The world has been dealing with the Covid-19 pandemic for over a year and while people are acutely aware of the limitations it poses on their lives on a daily basis, we are now beginning to see the wider impact of the crisis.
A global recession not seen since the Great Depression has taken hold and research has revealed that it is disproportionately impacting women across all levels of the workforce. Women are not only more likely to lose their jobs as a result of the pandemic but are also more likely to reduce their hours or voluntarily leave the workforce.
Surveys of parents revealed that mothers were much more likely to consider moving from full time to part time work than fathers. Indeed, it appears that married women with children are one of the most hard hit groups. There is concern that as women seem to be bearing the brunt of the caring responsibilities for children (being required to juggle work with home-schooling, for example), they run the risk of being discriminated against in the work place as employers may consider them to be overloaded by the needs of the children.
One of the troubling aspects of the pandemic is that, despite the relatively recent attention given to remedying the gender pay gap, it is causing people to associate women with childcare, entrenching old clichés and undoing positive steps towards greater equality.

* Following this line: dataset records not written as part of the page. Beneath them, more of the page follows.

//! Test doubles for the engine: a scripted process runner, listing fixtures and
//! stand-ins for the preflight and the inter-cluster pause.

use std::sync::{Arc, Mutex, MutexGuard};
use std::time::Duration;

use chrono::Utc;

use akscreds_doctor::PreconditionCheck;
use akscreds_runner::{CommandSpec, Executor, ProcessOutput, ProcessRunner, RunnerError};
use akscreds_utils::error::PreconditionError;
use akscreds_utils::types::{DoctorCheck, DoctorOutput};

use crate::aggregator::Pause;

fn lock<T>(mutex: &Mutex<T>) -> MutexGuard<'_, T> {
    mutex.lock().unwrap_or_else(|poisoned| poisoned.into_inner())
}

/// [`ProcessRunner`] that answers from argv-prefix rules and records every launch.
///
/// The most recently added matching rule wins. Commands no rule matches exit 0
/// with empty output. Clones share the call log, so a test can hand a clone to
/// an [`Executor`] and inspect the original afterwards.
#[derive(Debug, Clone, Default)]
pub struct ScriptedRunner {
    rules: Vec<(Vec<String>, Result<ProcessOutput, String>)>,
    calls: Arc<Mutex<Vec<Vec<String>>>>,
}

impl ScriptedRunner {
    #[must_use]
    pub fn new() -> Self {
        Self::default()
    }

    /// Answer commands starting with `prefix` with `output`.
    #[must_use]
    pub fn on(mut self, prefix: &[&str], output: ProcessOutput) -> Self {
        self.rules
            .push((prefix.iter().map(|p| p.to_string()).collect(), Ok(output)));
        self
    }

    /// Make commands starting with `prefix` fail to launch.
    #[must_use]
    pub fn unlaunchable(mut self, prefix: &[&str], reason: &str) -> Self {
        self.rules.push((
            prefix.iter().map(|p| p.to_string()).collect(),
            Err(reason.to_string()),
        ));
        self
    }

    /// Script `az account list` and one `az aks list` per subscription.
    #[must_use]
    pub fn azure(subscriptions: &[(&str, &str)], clusters: &[(&str, &[(&str, &str)])]) -> Self {
        let mut runner = Self::new().on(
            &["az", "account", "list"],
            ProcessOutput::ok(accounts_json(subscriptions)),
        );
        for (subscription_id, entries) in clusters {
            runner = runner.on(
                &["az", "aks", "list", "--subscription", *subscription_id],
                ProcessOutput::ok(clusters_json(entries)),
            );
        }
        runner
    }

    /// Every argv launched so far, in order.
    #[must_use]
    pub fn calls(&self) -> Vec<Vec<String>> {
        lock(&self.calls).clone()
    }

    /// Number of launched commands starting with `prefix`.
    #[must_use]
    pub fn launched(&self, prefix: &[&str]) -> usize {
        lock(&self.calls)
            .iter()
            .filter(|argv| {
                argv.len() >= prefix.len() && argv.iter().zip(prefix).all(|(a, p)| a == p)
            })
            .count()
    }
}

impl ProcessRunner for ScriptedRunner {
    fn run(&self, cmd: &CommandSpec) -> Result<ProcessOutput, RunnerError> {
        lock(&self.calls).push(cmd.argv());

        let rule = self.rules.iter().rev().find(|(prefix, _)| {
            let prefix: Vec<&str> = prefix.iter().map(String::as_str).collect();
            cmd.starts_with(&prefix)
        });

        match rule {
            Some((_, Ok(output))) => Ok(output.clone()),
            Some((_, Err(reason))) => Err(RunnerError::SpawnFailed {
                program: cmd.program.to_string_lossy().into_owned(),
                reason: reason.clone(),
            }),
            None => Ok(ProcessOutput::ok("")),
        }
    }
}

/// `az account list --output json` output for `(id, name)` pairs.
#[must_use]
pub fn accounts_json(subscriptions: &[(&str, &str)]) -> String {
    let entries: Vec<serde_json::Value> = subscriptions
        .iter()
        .map(|(id, name)| {
            serde_json::json!({
                "cloudName": "AzureCloud",
                "id": id,
                "isDefault": false,
                "name": name,
                "state": "Enabled",
                "tenantId": "00000000-0000-0000-0000-000000000000",
            })
        })
        .collect();
    serde_json::Value::Array(entries).to_string()
}

/// `az aks list --output json` output for `(name, resource_group)` pairs.
#[must_use]
pub fn clusters_json(clusters: &[(&str, &str)]) -> String {
    let entries: Vec<serde_json::Value> = clusters
        .iter()
        .map(|(name, group)| {
            serde_json::json!({
                "location": "westeurope",
                "name": name,
                "provisioningState": "Succeeded",
                "resourceGroup": group,
            })
        })
        .collect();
    serde_json::Value::Array(entries).to_string()
}

/// Preflight stand-in with a fixed verdict.
#[derive(Debug, Default)]
pub struct StubPreflight {
    failure: Option<fn() -> PreconditionError>,
}

impl StubPreflight {
    #[must_use]
    pub fn passing() -> Self {
        Self::default()
    }

    #[must_use]
    pub fn failing(failure: fn() -> PreconditionError) -> Self {
        Self {
            failure: Some(failure),
        }
    }
}

impl PreconditionCheck for StubPreflight {
    fn verify(&self, _executor: &Executor) -> Result<DoctorOutput, PreconditionError> {
        if let Some(failure) = self.failure {
            return Err(failure());
        }
        Ok(DoctorOutput {
            emitted_at: Utc::now(),
            ok: true,
            checks: vec![DoctorCheck::pass("stub", "preflight skipped in tests")],
        })
    }
}

/// [`Pause`] that records requested delays instead of sleeping.
#[derive(Debug, Clone, Default)]
pub struct RecordingPause {
    pauses: Arc<Mutex<Vec<Duration>>>,
}

impl RecordingPause {
    #[must_use]
    pub fn new() -> Self {
        Self::default()
    }

    #[must_use]
    pub fn pauses(&self) -> Vec<Duration> {
        lock(&self.pauses).clone()
    }
}

impl Pause for RecordingPause {
    fn pause(&self, duration: Duration) {
        lock(&self.pauses).push(duration);
    }
}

This potential shift towards (or rather backwards) a more traditional and gendered family structure (caregiving wife and breadwinning husband) may impact on financial remedy claims in years to come. In this country, the financially weaker party has a right to make claims for maintenance from their spouse if they are unable to meet their needs from their own income. Claims can be made for a fixed number of years or indefinitely. While practitioners have noted that family judges have been reluctant to make lifetime maintenance awards in recent years, with a focus on claimants (usually women) returning to the workforce, one wonders if this will swing back as a result of mass unemployment and limited opportunities. This will mean a greater burden on the financially stronger party and will lead to more couples being financially entwined following their divorce. While this will still leave many women feeling that they are financially vulnerable, at least this safety net exists in this jurisdiction. Most other family law regimes around the world have much more limited systems (indeed, one only has to look north of the border to Scotland where maintenance awards are much less generous) and it remains to be seen how divorcées will cope.